I swore, jumped again, and spun around to see who had sneaked up on me.

“Ohhhhhh. Fuck me.” I said, mainly for my own benefit and I must say the croak which emerged from my throat sounded foreign and more than a little weird.

Standing opposite me, five feet away, was Geoff. What was left of Geoff at least, which amounted to a skeleton, it’s head topped off with what looked like a curly wig. I’d recognise that hair anywhere.

“Geoff? Is that you?”

His jaw worked because he said, “Yes, it is, go on, go help that poor woman. Can’t you hear her screaming?” He lifted a bony arm and pointed a white finger in the direction of the screams.

“But … you … how … I.” I was jabbering, trying to formulate the words in my brain into a meaningful sentence which might emerge from my mouth, but I failed miserably, ending up gaping at him open-mouthed, like a gawky teenager being asked to talk openly about sex.

I eventually came up with one. “How are you here?” I said.

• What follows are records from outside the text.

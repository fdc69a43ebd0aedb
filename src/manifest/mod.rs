// src/manifest/mod.rs
pub mod columns;
pub mod normalize;
pub mod reader;
pub mod value;

pub use columns::Column;
pub use normalize::{normalize, NormalizedRecord};
pub use reader::{ManifestReader, RawRow};
pub use value::Cell;
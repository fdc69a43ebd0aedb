use serde::{Deserialize, Serialize};

/// A machine that should exist, with every attribute resolved.
#[derive(Debug, Clone, PartialEq, Eq, Serialize, Deserialize)]
pub struct MachineRecord {
    pub hostname: String,
    pub address: String,
    pub gateway: String,
    pub subnet: u64,
    pub cpu: u64,
    pub memory: u64,
    /// `YYYY-MM-DD`
    pub expires: String,
    /// `"true"` or `"false"`
    pub power: String,
    pub template: String,
    /// Network identifier, or empty when the manifest left it blank.
    pub network: String,
    /// Resource pool identifier, or empty when the manifest left it blank.
    pub vapp: String,
    pub folder: String,
    pub disk0: u64,
    pub disk1: u64,
    pub disk2: u64,
    pub disk3: u64,
}

/// Everything one run produces.
#[derive(Debug, Clone, PartialEq, Eq, Serialize, Deserialize)]
pub struct RunOutput {
    pub datastore_cluster_id: String,
    pub machines: Vec<MachineRecord>,
}
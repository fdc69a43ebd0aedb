use std::path::Path;

use crate::error::{ManifestError, Result};
use crate::manifest::columns::Column;
use crate::manifest::reader::RawRow;
use crate::manifest::value::Cell;

/// A manifest row with one typed cell per column.
#[derive(Debug, Clone, PartialEq, Eq)]
pub struct NormalizedRecord {
    pub line: u64,
    cells: Vec<Cell>,
}

impl NormalizedRecord {
    pub fn get(&self, column: Column) -> &Cell {
        &self.cells[column.index()]
    }

    /// Look a field up by its column name; `None` for names outside the schema.
    pub fn field(&self, name: &str) -> Option<&Cell> {
        name.parse::<Column>().ok().map(|c| self.get(c))
    }
}

/// Zip a raw row with the column list, coercing each cell.
pub fn normalize(file: &Path, row: RawRow) -> Result<NormalizedRecord> {
    if row.cells.len() != Column::ALL.len() {
        return Err(ManifestError::SchemaMismatch {
            file: file.to_path_buf(),
            line: row.line,
            expected: Column::ALL.len(),
            found: row.cells.len(),
        });
    }

    Ok(NormalizedRecord {
        line: row.line,
        cells: row.cells.iter().map(|raw| Cell::from_raw(raw)).collect(),
    })
}

#[cfg(test)]
mod tests {
    use super::*;
    use std::path::PathBuf;

    fn raw(cells: &[&str]) -> RawRow {
        RawRow {
            line: 3,
            cells: cells.iter().map(|s| s.to_string()).collect(),
        }
    }

    #[test]
    fn types_each_cell() -> anyhow::Result<()> {
        let rec = normalize(
            Path::new("m.csv"),
            raw(&[
                "h1", "10.0.0.1", "10.0.0.254", "24", "2", "4096", "web:pool", "", "tmpl", "40",
                "", "", "", "2030-05-01",
            ]),
        )?;

        assert_eq!(rec.line, 3);
        assert_eq!(rec.get(Column::Hostname), &Cell::Text("h1".into()));
        assert_eq!(rec.get(Column::Subnet).as_int(), Some(24));
        assert_eq!(rec.get(Column::Memory).as_int(), Some(4096));
        assert_eq!(rec.get(Column::Vapp), &Cell::Text("web:pool".into()));
        assert_eq!(rec.get(Column::Disk0).as_int(), Some(40));
        assert!(rec.get(Column::Disk1).is_empty());
        assert_eq!(rec.field("expires"), Some(&Cell::Text("2030-05-01".into())));
        assert_eq!(rec.field("folder"), None);
        Ok(())
    }

    #[test]
    fn rejects_wrong_cell_count() {
        let err = normalize(Path::new("m.csv"), raw(&["h1", "10.0.0.1"])).unwrap_err();
        match err {
            ManifestError::SchemaMismatch {
                file,
                line,
                expected,
                found,
            } => {
                assert_eq!(file, PathBuf::from("m.csv"));
                assert_eq!(line, 3);
                assert_eq!(expected, 14);
                assert_eq!(found, 2);
            }
            other => panic!("unexpected error: {other:?}"),
        }
    }
}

“I’m not, you berk. Not really. Think about it logically, mate. You and I both know the pile of bones you left behind can’t stay in one piece without ligament and muscle to keep it all together. I’m a figment of your tiny brain; you’ve invented me to tell you what to do next, and the next thing you need to do,” he hesitated for a moment as another scream rang out, “is to help the woman. If you don’t believe I’m not real just check out my reflection in the window. Wait. I’ll strike a pose.” A bony hand curled into a fist which he tucked beneath his chin, turning his head to the left, raising one bony knee. It was his thinking pose. I’d seen it a thousand times before but never quite like that. “Go on, check me out in the window.” He pointed his other arm at the shop window behind me.

I couldn’t drag my eyes away from him for a few moments but eventually the jelly legs which had started the second I saw him supplied the motion and I turned to look. Nothing. Just a dusty, rain-streaked piece of glass and my gaunt reflection looking at an empty street.

“Wait, I’ll swap, stay there a second.” I waited while the clacking sound of him moving around played out behind me. “OK, you can turn around now.” I turned back slowly, mouth drying out after having it open for so long. He was sitting on the cold solid surface of the road. “Look, lotus position.” He was too. Lotus position, legs crossed, white fingers resting on white knees. “Watch this though.” As I watched, the skeletal Geoff slowly levitated until he was a couple of feet in the air. “How cool is that?” he said and if he could smile, I’m sure he would have been.

The next scream was louder still, long and lingering, hanging in the air, echoing between the buildings long after its source had stopped making the sound.

Then I remembered. It’s a conspiracy. Of Ravens.